Our first journey from womb to earth is a gendered passage. From our first words, the language we speak and later read and write is informed by gender. The origin of “gender” is from the Latin (Oxford English Dictionary) generare, meaning: to “produce by natural processes, to give rise to, engender.” I was struck by the softening “en” of “engender,” which felt like a blurring of gender’s certainty. My OED defines “engender” as transitive and intransitive. But it’s the intransitive “to come into being, arise, originate,” that appeals to my poetic sensibility.

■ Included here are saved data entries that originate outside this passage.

// SPDX-License-Identifier: MIT
// © 2025–2026 Christopher Liu

//! # Rollshade Firmware
//!
//! Board crate for the rollshade motorized roller-blind controller, targeting
//! an STM32F7 MCU. The motion logic lives in `rollshade-core`; this crate
//! supplies the H-bridge output stage, the Hall/tick/regulator interrupt
//! plumbing, the flash-backed settings store, and the host UART link.
//!
//! ## Crate Structure
//!
//! | Module | Purpose |
//! | ------ | -------- |
//! | [`hw`] | MCU-level wrappers around USART, TIM1 PWM, ADC, LEDs |
//! | [`bridge`] | `HBridge` implementation over TIM1 compares + gate GPIOs |
//! | [`eeprom`] | Flash-emulated settings backend |
//!
//! Flash the board:
//!
//! ```bash
//! cargo run --release
//! ```
//!
//! ## License
//!
//! Licensed under the **MIT License**.
//!
//! © 2025–2026 Christopher Liu

#![no_std]

pub mod bridge;
pub mod eeprom;
pub mod hw;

Claiming your identity as a writer does not come easily—especially for women who have historically borne the responsibility for home and children with little or no opportunity to explore their interior emotions, ideas, goals. Even today, when many women’s partners are weighing in to balance the roles at homeas women we continue to face new pressures and expectations based on gender.

A close friend I exchange work with, Irish poet Clodagh Beresford Dunne, often sends me poems when she’s put her four children to bed. Clodagh holds a doctorate degree and has a supportive husband. But like many women of all ages and circumstances, her desire to write is often impeded by other pressures.

As a poet living in Pittsburgh, I’m grateful for its storied past and world-renowned institutions. Pittsburgh engenders many creative communities. It’s the City of Bridges (446 to be exact) and great writers (Gertrude Stein, Rachel Carson) have emerged here. It is also the birthplace of a unique writing community composed solely of women: The Madwomen in the Attic.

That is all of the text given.